Aug 29 2016
Cloud

VMworld 2016: VMware Unveils Tools to Manage Apps Across Multiple Public Clouds

VMware says its Cross-Cloud Architecture will let businesses manage, govern and secure apps running across private clouds as well as popular public cloud services.

VMware is pitching itself as the manager of businesses’ hybrid cloud environments and is promising companies greater flexibility to run applications in a common operating environment across both private and multiple public cloud services.

The cloud services vendor unveiled its Cross-Cloud Architecture at the VMworld 2016 conference in Las Vegas, which could yield large benefits for small to medium-sized businesses running apps with multiple public cloud service providers. [Explore all our live coverage from VMworld 2016 here.] 

Small businesses have been increasingly adopting cloud services. According to research firm IDC’s “State of the SMB Cloud: 2016 U.S. Small and Medium-Sized Business Cloud Adoption Survey,” from 2010 to 2015, U.S. SMB cloud adoption went from less than 20 percent of firms to more than 70 percent for small companies (those with fewer than 100 employees) and more than 90 percent of midmarket firms (those with 100 to 999 employees). IDC reports that small businesses are running an average of four cloud services or apps, and midmarket firms are running an average of eight.

“IT is now leaving the nest of the technology department, and cloud and IT are now permeating every aspect of business — and now, because of IoT, every aspect of the physical world as well,” VMware CEO Pat Gelsinger said during VMworld’s opening keynote session. 

“CIOs and IT professionals now need to manage a multiple-device, multiple-application and multiple-cloud world, and they don't have the tools to do that,” Gelsinger added in an interview with Bloomberg News ahead of the conference. “We can uniquely partner with them to give them the ability to run, manage and secure an application across multiple clouds and deliver it on any device.”

Letting Businesses Manage Across Multiple Clouds

As small businesses have adopted more cloud services, their cloud environments have grown increasingly complex, with some apps running on Microsoft’s Azure, for example, and others running in Google’s Public Cloud, IBM Cloud or Amazon Web Services. Additionally, they may still be running some apps in on-premises cloud environments.

VMware says that its Cross-Cloud Services are new Software as a Service offerings that will let businesses manage cloud apps running across all of those different public cloud services.

Cross-Cloud Services are designed to give businesses more information about their cloud app usage and costs. Cross-Cloud Services will also let companies deliver consistent networking and security policies across their different cloud services. Further, they will let companies automate the deployment, management and migration of applications and data across vSphere and non-vSphere private and public clouds.

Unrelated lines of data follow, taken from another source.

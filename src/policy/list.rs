//! Sorted-list top-N for small `n`.
//!
//! Keeps at most `n` elements in a [`SortedList`], greatest at the head. The
//! tail is the admission floor: once full, an element must be strictly
//! greater than the tail to get in, and the tail is evicted to make room.
//!
//! ## Architecture
//!
//! ```text
//!   n = 3, offered: 1, 3, 2, 4
//!
//!   add(1)   head ─► [1] ◄── tail
//!   add(3)   head ─► [3] ◄──► [1] ◄── tail
//!   add(2)   head ─► [3] ◄──► [2] ◄──► [1] ◄── tail         (full)
//!   add(4)   4 > tail(1): evict 1, scan from tail for the slot
//!            head ─► [4] ◄──► [3] ◄──► [2] ◄── tail
//!   add(2)   2 > tail(2)? no → rejected (older tie wins)
//! ```
//!
//! ## Tie Handling
//!
//! Strict only: at most `n` elements are kept. A new element lands *after*
//! every stored element that compares `>=` to it, so among ties the older
//! element iterates first, and a tie with the floor is rejected outright.
//! Use [`TreeTopN`](crate::policy::tree::TreeTopN) when boundary ties must be
//! kept past `n`.
//!
//! ## Exclusion Groups
//!
//! [`ListTopN::with_exclusion`] adds an [`ExclusionStrategy`]: at most one
//! element of each mutually exclusive group is kept. A newcomer that
//! conflicts with a stored rival replaces it only when strictly greater.
//!
//! ## Performance
//!
//! | Operation   | Time | Notes                                    |
//! |-------------|------|------------------------------------------|
//! | `add`       | O(n) | tail compare is O(1); insert scans       |
//! | `contains`  | O(n) | linear `==` scan                         |
//! | `get(i)`    | O(i) | walk from the head                       |
//! | `iter`      | O(n) | double-ended                             |
//!
//! With an exclusion strategy every `add` also scans for a rival, O(n).
//!
//! ## Example Usage
//!
//! ```
//! use rankkit::policy::list::ListTopN;
//! use rankkit::traits::TopN;
//!
//! let mut top = ListTopN::new(3);
//! top.add_all([7, 1, 6, 2, 5, 3, 4]);
//! assert_eq!(top.to_vec(), vec![7, 6, 5]);
//!
//! // Same last digit: only the greatest of each group survives.
//! let mut distinct: ListTopN<u32> =
//!     ListTopN::with_exclusion(3, |a: &u32, b: &u32| a % 10 == b % 10);
//! distinct.add_all([1, 2, 3, 4, 12, 14, 22]);
//! assert_eq!(distinct.to_vec(), vec![22, 14, 3]);
//! ```

use std::cmp::Ordering;
use std::fmt;
use std::sync::Arc;

use tracing::{debug, trace};

use crate::config::TopNConfig;
use crate::ds::slot_arena::SlotId;
use crate::ds::sorted_list::{Iter, SortedList};
use crate::error::ConfigError;
#[cfg(any(test, debug_assertions))]
use crate::error::InvariantError;
use crate::traits::{ExclusionStrategy, TopN};

#[cfg(feature = "metrics")]
use crate::metrics::metrics_impl::TopNMetrics;
#[cfg(feature = "metrics")]
use crate::metrics::snapshot::TopNMetricsSnapshot;
#[cfg(feature = "metrics")]
use crate::metrics::traits::{
    ListMetricsRecorder, MetricsReset, MetricsSnapshotProvider, TopNMetricsRecorder,
};

/// Upper bound on nodes reserved up front; larger lists grow on demand.
const MAX_PREALLOC: usize = 1024;

type SharedExclusion<E> = Arc<dyn ExclusionStrategy<E> + Send + Sync>;

/// Strict top-N backed by a descending linked list.
///
/// # Type Parameters
///
/// - `E`: Element type, must be `Ord`
///
/// # Example
///
/// ```
/// use rankkit::policy::list::ListTopN;
/// use rankkit::traits::TopN;
///
/// let mut top = ListTopN::new(3);
/// top.add_all([1, 1, 2, 2, 3, 3, 4, 4]);
/// assert_eq!(top.to_vec(), vec![4, 4, 3]);
/// assert_eq!(top.get(2), Some(&3));
/// ```
///
/// Clones share the exclusion strategy and copy the elements.
#[derive(Clone)]
pub struct ListTopN<E> {
    list: SortedList<E>,
    n: usize,
    exclusion: Option<SharedExclusion<E>>,
    #[cfg(feature = "metrics")]
    metrics: TopNMetrics,
}

impl<E: Ord> ListTopN<E> {
    /// Creates an empty collection keeping the greatest `n` elements.
    ///
    /// # Panics
    ///
    /// Panics if `n` is zero. See [`try_new`](Self::try_new).
    pub fn new(n: usize) -> Self {
        match Self::try_new(n) {
            Ok(topn) => topn,
            Err(e) => panic!("{}", e),
        }
    }

    /// Creates an empty collection, returning an error if `n` is zero.
    pub fn try_new(n: usize) -> Result<Self, ConfigError> {
        let config = TopNConfig::strict(n)?;
        debug!(n = config.target(), "list top-n created");
        Ok(Self::from_parts(config.target(), None))
    }

    /// Creates an empty collection that keeps at most one element of each
    /// mutually exclusive group.
    ///
    /// # Panics
    ///
    /// Panics if `n` is zero. See [`try_with_exclusion`](Self::try_with_exclusion).
    pub fn with_exclusion<S>(n: usize, strategy: S) -> Self
    where
        S: ExclusionStrategy<E> + Send + Sync + 'static,
    {
        match Self::try_with_exclusion(n, strategy) {
            Ok(topn) => topn,
            Err(e) => panic!("{}", e),
        }
    }

    /// Fallible form of [`with_exclusion`](Self::with_exclusion).
    pub fn try_with_exclusion<S>(n: usize, strategy: S) -> Result<Self, ConfigError>
    where
        S: ExclusionStrategy<E> + Send + Sync + 'static,
    {
        let config = TopNConfig::strict(n)?;
        debug!(n = config.target(), "list top-n created with exclusion strategy");
        Ok(Self::from_parts(config.target(), Some(Arc::new(strategy))))
    }

    fn from_parts(n: usize, exclusion: Option<SharedExclusion<E>>) -> Self {
        Self {
            list: SortedList::with_capacity(n.min(MAX_PREALLOC)),
            n,
            exclusion,
            #[cfg(feature = "metrics")]
            metrics: TopNMetrics::default(),
        }
    }

    /// Element at descending rank `index` (0 is the greatest).
    pub fn get(&self, index: usize) -> Option<&E> {
        self.list.nth(index)
    }

    /// Returns `true` if an exclusion strategy is installed.
    pub fn has_exclusion(&self) -> bool {
        self.exclusion.is_some()
    }

    fn reject(&mut self) -> bool {
        #[cfg(feature = "metrics")]
        self.metrics.record_rejected();
        false
    }

    fn insert(&mut self, elem: E) -> bool {
        let (_, _steps) = self.list.insert_desc(elem);
        #[cfg(feature = "metrics")]
        {
            self.metrics.record_scan_steps(_steps as u64);
            self.metrics.record_accepted();
        }
        true
    }

    /// Resolves a conflict with a stored rival from the same exclusion group.
    fn challenge(&mut self, rival: SlotId, elem: E) -> bool {
        let rival_holds = self
            .list
            .get(rival)
            .map_or(true, |stored| stored.cmp(&elem) != Ordering::Less);
        if rival_holds {
            trace!("element rejected by exclusive rival");
            #[cfg(feature = "metrics")]
            self.metrics.record_exclusion_reject();
            return self.reject();
        }
        self.list.remove(rival);
        trace!("exclusive rival replaced");
        #[cfg(feature = "metrics")]
        {
            self.metrics.record_exclusion_replace();
            self.metrics.record_evicted_entries(1);
        }
        self.insert(elem)
    }

    /// Validates list links, descending order, and the size bound.
    #[cfg(any(test, debug_assertions))]
    pub fn check_invariants(&self) -> Result<(), InvariantError> {
        self.list.check_invariants()?;
        if self.list.len() > self.n {
            return Err(InvariantError::new(format!(
                "len {} exceeds n {}",
                self.list.len(),
                self.n
            )));
        }
        Ok(())
    }
}

impl<E: Ord> TopN<E> for ListTopN<E> {
    type Iter<'a>
        = Iter<'a, E>
    where
        Self: 'a,
        E: 'a;

    fn add(&mut self, elem: E) -> bool {
        #[cfg(feature = "metrics")]
        self.metrics.record_add_call();

        let rival = match &self.exclusion {
            Some(strategy) => self
                .list
                .find(|stored| strategy.mutually_exclusive(stored, &elem)),
            None => None,
        };
        if let Some(rival) = rival {
            return self.challenge(rival, elem);
        }

        if self.list.len() >= self.n {
            let beats_floor = self
                .list
                .back()
                .map_or(true, |floor| floor.cmp(&elem) == Ordering::Less);
            if !beats_floor {
                return self.reject();
            }
            self.list.pop_back();
            trace!(n = self.n, "evicted list floor");
            #[cfg(feature = "metrics")]
            self.metrics.record_evicted_entries(1);
        }
        self.insert(elem)
    }

    fn len(&self) -> usize {
        self.list.len()
    }

    fn clear(&mut self) {
        #[cfg(feature = "metrics")]
        self.metrics.record_clear();
        self.list.clear();
    }

    fn target(&self) -> usize {
        self.n
    }

    fn max_len(&self) -> Option<usize> {
        Some(self.n)
    }

    fn contains(&self, elem: &E) -> bool {
        self.list.iter().any(|stored| stored == elem)
    }

    fn iter(&self) -> Self::Iter<'_> {
        self.list.iter()
    }

    fn first(&self) -> Option<&E> {
        self.list.front()
    }

    fn last(&self) -> Option<&E> {
        self.list.back()
    }
}

impl<E: Ord> Extend<E> for ListTopN<E> {
    fn extend<I: IntoIterator<Item = E>>(&mut self, iter: I) {
        self.add_all(iter);
    }
}

impl<'a, E: Ord> IntoIterator for &'a ListTopN<E> {
    type Item = &'a E;
    type IntoIter = Iter<'a, E>;

    fn into_iter(self) -> Self::IntoIter {
        self.list.iter()
    }
}

/// Equal when both keep the same `n` and hold the same sequence.
impl<E: Ord> PartialEq for ListTopN<E> {
    fn eq(&self, other: &Self) -> bool {
        self.n == other.n && self.list.iter().eq(other.list.iter())
    }
}

impl<E: Ord> Eq for ListTopN<E> {}

impl<E: fmt::Debug> fmt::Debug for ListTopN<E> {
    fn fmt(&self, f: &mut fmt::Formatter<'_>) -> fmt::Result {
        f.debug_struct("ListTopN")
            .field("n", &self.n)
            .field("elements", &DebugElements(&self.list))
            .field("exclusion", &self.exclusion.is_some())
            .finish()
    }
}

struct DebugElements<'a, E>(&'a SortedList<E>);

impl<E: fmt::Debug> fmt::Debug for DebugElements<'_, E> {
    fn fmt(&self, f: &mut fmt::Formatter<'_>) -> fmt::Result {
        f.debug_list().entries(self.0.iter()).finish()
    }
}

#[cfg(feature = "metrics")]
impl<E: Ord> ListTopN<E> {
    /// Returns a snapshot of the container's counters.
    pub fn metrics_snapshot(&self) -> TopNMetricsSnapshot {
        self.metrics
            .snapshot_with(self.list.len(), self.n, Some(self.n))
    }
}

#[cfg(feature = "metrics")]
impl<E: Ord> MetricsSnapshotProvider<TopNMetricsSnapshot> for ListTopN<E> {
    fn snapshot(&self) -> TopNMetricsSnapshot {
        self.metrics_snapshot()
    }
}

#[cfg(feature = "metrics")]
impl<E: Ord> MetricsReset for ListTopN<E> {
    fn reset_metrics(&mut self) {
        self.metrics.reset();
    }
}


#[cfg(test)]
mod property_tests {
    use super::*;
    use proptest::prelude::*;

    proptest! {
        /// Property: invariants and the size bound hold after every add
        #[cfg_attr(miri, ignore)]
        #[test]
        fn prop_invariants_always_hold(
            n in 1usize..8,
            input in prop::collection::vec(0u8..16, 0..64)
        ) {
            let mut topn = ListTopN::new(n);
            for elem in input {
                topn.add(elem);
                prop_assert!(topn.len() <= n);
                prop_assert!(topn.check_invariants().is_ok());
            }
        }

        /// Property: contents equal the n greatest of the input
        #[cfg_attr(miri, ignore)]
        #[test]
        fn prop_keeps_n_greatest(
            n in 1usize..8,
            input in prop::collection::vec(any::<i16>(), 0..64)
        ) {
            let mut topn = ListTopN::new(n);
            topn.add_all(input.iter().copied());

            let mut expected = input.clone();
            expected.sort_unstable_by(|a, b| b.cmp(a));
            expected.truncate(n);
            prop_assert_eq!(topn.to_vec(), expected);
        }
    }
}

With a common operating environment for both public clouds and on-premises workloads, companies’ IT departments can protect data and applications and control costs, according to VMware, all while letting companies use the cloud apps they want from different public cloud service providers.  

Businesses’ IT managers and departments will be able to use Cross-Cloud Services to find, deploy and manage public cloud apps. In terms of security, companies can use microsegmentation and monitoring to provide security and compliance for applications across the different clouds. IT departments will be able to manage cross-cloud applications and deliver security and compliance​ rules to all of their cloud services, according to VMware.

New Cloud Tools for Businesses

VMware also used its opening keynote of the conference to announce several new products and evolutions of its services. A key one is VMware Cloud Foundation, which will serve as a unified software-defined data center platform that makes it easy for businesses to manage and run their SDDC clouds.

VMware Cloud Foundation is a hyperconverged infrastructure solution for building private clouds that combines software-defined compute, storage and networking. For the first time, Cloud Foundation marries VMware’s highly scalable hyperconverged software (such as VMware vSphere and VMware Virtual SAN) with the company’s network virtualization platform, VMware NSX.

The Cloud Foundation platform can run any traditional or cloud-native application, VMware says. Regardless of whether they are in virtual machines or containers, the company says Cloud Foundation provides companies with a consistent infrastructure platform.

The company also unveiled VMware SDDC Manager, a core component of Cloud Foundation, which helps customers and cloud service providers automate the deployment and management of VMware cloud software.

SDDC Manager helps companies build and maintain the entire VMware cloud software stack. According to VMware, this will free businesses’ cloud administrators from having to install, configure, manage and update their cloud infrastructure. VMware says the tool will let cloud administrators build a complete cloud in a matter of hours — the company estimates a six- to eightfold reduction in the time required to deploy cloud infrastructure — and save companies 30 to 40 percent on the total cost of ownership.

Additionally, for the first time, VMware Cloud Foundation offers a new “as a service” option that delivers the software-defined data center in a hybrid cloud environment. VMware also enhanced its partnership with IBM to let businesses automatically provision preconfigured VMware SDDC environments on IBM Cloud in hours, rather than weeks or months.

VMware says Cloud Foundation is expected be generally available in the third quarter of 2016, as is Cloud Foundation on IBM Cloud.